Codyjoins committee to boost spread ofhurling across country
Kilkenny’s 11-time All-Ireland-winning manager Brian Cody has signed up to Croke Park’s hurling development committee for the next three years.
Cody, who stepped down from Kilkenny management in 2022, has agreed to be part of the committee that will primarily look at increasing the spread of clubs playing hurling across the country.
The committee, put together by new GAA president Jarlath Burns, will also have former Tipperary goalkeepers Brendan Cummins and Darragh Egan, another Tipperary representative William Meagher, former Antrim hurler Neil McManus and former Cork hurler Seán O’Gorman.
It will be chaired by Antrim’s Terry Reilly, Ulster’s Central Council representative on the GAA Management Committee. Colm Nolan, chair of the previous hurling development committee, is the only outgoing member to be retained. Nolan was a key architect of Kildare’s successful hurling plan at the end of the last decade.

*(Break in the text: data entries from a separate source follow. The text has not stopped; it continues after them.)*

use std::sync::Arc;

use serde_json::Value;
use tokio::runtime::Handle;
use tokio::sync::mpsc::UnboundedSender;
use tracing::{debug, error, info, trace, warn};

use crate::client::{
    ColumnDescriptor, FetchOutcome, OptionDescriptor, Row, TableDataClient, TableDataRequest,
};
use crate::domain::{Message, RTError, Toast, ToastVariant, ViewConfig};
use crate::inputter::{InputResult, InputState, Inputter};
use crate::notifier::Notifier;

pub const MAX_COLUMN_WIDTH: usize = 40;

#[derive(Debug, PartialEq, Clone, Copy)]
pub enum Status {
    IDLE,
    LOADING,
    QUITTING,
}

#[derive(Clone, Debug, PartialEq)]
pub struct ColumnView {
    pub name: String,
    pub width: usize,
    pub data: Vec<String>,
}

/// State of the related records table: filter, page, the last result set and
/// the bookkeeping for requests in flight.
pub struct Model {
    config: ViewConfig,
    client: Arc<dyn TableDataClient>,
    notifier: Arc<dyn Notifier>,
    runtime: Handle,
    outcomes: UnboundedSender<FetchOutcome>,
    pub status: Status,
    status_filter: String,
    page: u32,
    total_records: u64,
    records: Vec<Row>,
    columns: Vec<ColumnDescriptor>,
    options: Vec<OptionDescriptor>,
    latest_token: u64, // token of the most recently dispatched request
    input: Inputter,
    active_filter_input: bool,
    last_input: InputResult,
}

impl Model {
    pub fn new(
        config: ViewConfig,
        client: Arc<dyn TableDataClient>,
        notifier: Arc<dyn Notifier>,
        runtime: Handle,
        outcomes: UnboundedSender<FetchOutcome>,
    ) -> Result<Self, RTError> {
        if config.per_page == 0 {
            return Err(RTError::InvalidPageSize(config.per_page));
        }
        Ok(Self {
            config,
            client,
            notifier,
            runtime,
            outcomes,
            status: Status::IDLE,
            status_filter: String::new(),
            page: 1,
            total_records: 0,
            records: Vec::new(),
            columns: Vec::new(),
            options: Vec::new(),
            latest_token: 0,
            input: Inputter::default(),
            active_filter_input: false,
            last_input: InputResult::default(),
        })
    }

    /// First load after the view is attached to its host.
    pub fn connected(&mut self) {
        info!(
            record_id = ?self.config.record_id,
            config_name = ?self.config.config_name,
            "Table view connected"
        );
        self.load_table_data();
    }

    pub fn update(&mut self, message: Message) -> Result<(), RTError> {
        trace!("Update: {message:?}");
        match message {
            Message::Quit => self.quit(),
            Message::PreviousPage => self.handle_prev(),
            Message::NextPage => self.handle_next(),
            Message::PreviousOption => self.select_option(-1),
            Message::NextOption => self.select_option(1),
            Message::EditFilter => self.enter_filter_input(),
            Message::ClearFilter => self.handle_status_change(String::new()),
            Message::Reload => self.load_table_data(),
            Message::RawKey(key) => self.raw_input(key),
            Message::Loaded(outcome) => self.apply_outcome(outcome),
        }
        Ok(())
    }

    // -------------------- Derived values ---------------------- //

    pub fn is_first_page(&self) -> bool {
        self.page == 1
    }

    pub fn is_last_page(&self) -> bool {
        u64::from(self.page) >= self.max_page()
    }

    pub fn max_page(&self) -> u64 {
        self.total_records.div_ceil(u64::from(self.config.per_page))
    }

    pub fn page_info(&self) -> String {
        if self.total_records == 0 {
            return "Showing 0 to 0 of 0".to_string();
        }
        let per_page = u64::from(self.config.per_page);
        let page = u64::from(self.page);
        let start = (page - 1) * per_page + 1;
        let end = std::cmp::min(page * per_page, self.total_records);
        format!("Showing {start} to {end} of {}", self.total_records)
    }

    pub fn column_views(&self) -> Vec<ColumnView> {
        self.columns
            .iter()
            .map(|column| {
                let data: Vec<String> = self
                    .records
                    .iter()
                    .map(|row| cell_text(row, &column.field_name))
                    .collect();
                let width = calculate_column_width(&column.label, &data, MAX_COLUMN_WIDTH);
                ColumnView {
                    name: column.label.clone(),
                    width,
                    data,
                }
            })
            .collect()
    }

    // -------------------- Accessors ---------------------- //

    pub fn config(&self) -> &ViewConfig {
        &self.config
    }

    pub fn is_loading(&self) -> bool {
        self.status == Status::LOADING
    }

    pub fn page(&self) -> u32 {
        self.page
    }

    pub fn total_records(&self) -> u64 {
        self.total_records
    }

    pub fn status_filter(&self) -> &str {
        &self.status_filter
    }

    pub fn records(&self) -> &[Row] {
        &self.records
    }

    pub fn columns(&self) -> &[ColumnDescriptor] {
        &self.columns
    }

    pub fn options(&self) -> &[OptionDescriptor] {
        &self.options
    }

    pub fn raw_keyevents(&self) -> bool {
        self.active_filter_input
    }

    pub fn filter_input(&self) -> Option<&InputResult> {
        self.active_filter_input.then_some(&self.last_input)
    }

    // -------------------- Fetching ---------------------- //

    pub fn load_table_data(&mut self) {
        let parent_id = non_empty(self.config.record_id.as_deref());
        let config_name = non_empty(self.config.config_name.as_deref());
        let (Some(parent_id), Some(config_name)) = (parent_id, config_name) else {
            warn!("Skipping table data request, identifiers are missing");
            self.show_toast(
                "Warning",
                "Record ID and Config Name are required",
                ToastVariant::Warning,
            );
            return;
        };

        let request = TableDataRequest {
            config_name: config_name.to_string(),
            parent_id: parent_id.to_string(),
            status_filter: self.status_filter.clone(),
            page: self.page,
            per_page: self.config.per_page,
        };

        self.latest_token += 1;
        let token = self.latest_token;
        if self.status != Status::QUITTING {
            self.status = Status::LOADING;
        }
        debug!(token, ?request, "Dispatching table data request");

        let client = Arc::clone(&self.client);
        let outcomes = self.outcomes.clone();
        self.runtime.spawn(async move {
            let result = client.get_table_data(request).await;
            // Receiver is gone once the view shut down.
            let _ = outcomes.send(FetchOutcome { token, result });
        });
    }

    fn apply_outcome(&mut self, outcome: FetchOutcome) {
        if outcome.token != self.latest_token {
            debug!(
                token = outcome.token,
                latest = self.latest_token,
                "Discarding response of a superseded request"
            );
            return;
        }
        if self.status == Status::LOADING {
            self.status = Status::IDLE;
        }

        match outcome.result {
            Ok(response) => {
                info!(
                    page = self.page,
                    rows = response.records.len(),
                    total = response.total_records,
                    "Loaded table data"
                );
                self.columns = response.columns;
                self.records = response.records;
                self.options = response.options;
                self.total_records = response.total_records;
            }
            Err(err) => {
                error!("Loading table data failed: {err}");
                self.show_toast("Error", &err.user_message(), ToastVariant::Error);
            }
        }
    }

    // -------------------- Interactions ---------------------- //

    pub fn handle_status_change(&mut self, value: String) {
        info!("Status filter changed to {value:?}");
        self.status_filter = value;
        self.page = 1;
        self.load_table_data();
    }

    pub fn handle_prev(&mut self) {
        if self.page > 1 {
            self.page -= 1;
            info!("Moving to page {}", self.page);
            self.load_table_data();
        }
    }

    pub fn handle_next(&mut self) {
        if u64::from(self.page) < self.max_page() {
            self.page += 1;
            info!("Moving to page {}", self.page);
            self.load_table_data();
        }
    }

    fn select_option(&mut self, step: i64) {
        if self.options.is_empty() {
            return;
        }
        let len = self.options.len() as i64;
        let next = match self
            .options
            .iter()
            .position(|option| option.value == self.status_filter)
        {
            Some(idx) => (idx as i64 + step).rem_euclid(len),
            None if step > 0 => 0,
            None => len - 1,
        };
        let value = self.options[next as usize].value.clone();
        self.handle_status_change(value);
    }

    fn enter_filter_input(&mut self) {
        trace!("Entering filter input ...");
        self.input.start(&self.status_filter);
        self.last_input = self.input.get();
        self.active_filter_input = true;
    }

    fn raw_input(&mut self, key: ratatui::crossterm::event::KeyEvent) {
        if !self.active_filter_input {
            return;
        }
        self.last_input = self.input.read(key);
        match self.last_input.state {
            InputState::EDITING => {}
            InputState::CANCELED => self.active_filter_input = false,
            InputState::SUBMITTED => {
                self.active_filter_input = false;
                let value = self.last_input.text.clone();
                self.handle_status_change(value);
            }
        }
    }

    pub fn show_toast(&self, title: &str, message: &str, variant: ToastVariant) {
        self.notifier.notify(Toast {
            title: title.to_string(),
            message: message.to_string(),
            variant,
        });
    }

    pub fn quit(&mut self) {
        self.status = Status::QUITTING;
    }
}

fn non_empty(value: Option<&str>) -> Option<&str> {
    value.filter(|s| !s.is_empty())
}

/// Text of a cell. Dotted field names walk into nested relationship objects.
pub fn cell_text(row: &Row, field_name: &str) -> String {
    let mut parts = field_name.split('.');
    let mut value = parts.next().and_then(|first| row.get(first));
    for part in parts {
        value = value.and_then(|v| v.get(part));
    }
    match value {
        None | Some(Value::Null) => String::new(),
        Some(Value::String(s)) => s.clone(),
        Some(other) => other.to_string(),
    }
}

fn calculate_column_width(label: &str, data: &[String], max_column_width: usize) -> usize {
    let widest = data
        .iter()
        .map(|s| s.chars().count())
        .chain(std::iter::once(label.chars().count()))
        .max()
        .unwrap_or(0);
    std::cmp::min(widest, max_column_width)
}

Clare’s James McInerney, Declan Bogue, a sports journalist from Fermanagh, and Carlow’s Ciarán Bolger will complete the committee.
Meanwhile, the two female nominations for GAA management made by the president and director-general Tom Ryan have not been finalised, according to the committee list distributed by Croke Park over the weekend.
As it is, seven of the 19 current management members are female, which is just below the 40pc gender balance threshold set by the Government for sports organisations put in place by 2024.
When the final two nominations are confirmed, it will bring management numbers up to 21, ensuring the threshold is met.
The Ulster female representative has been confirmed as Moyagh Murdock, joining Leinster’s Joan Kehoe, Munster’s Keelin Kissane and Connacht’s Mary Judge. Former Cork chair Tracey Kennedy is a Congress representative, while the respective chief executives of the LGFA and Camogie Association, Helen O’Rourke and Sinéad McNulty, will have votes at the table now.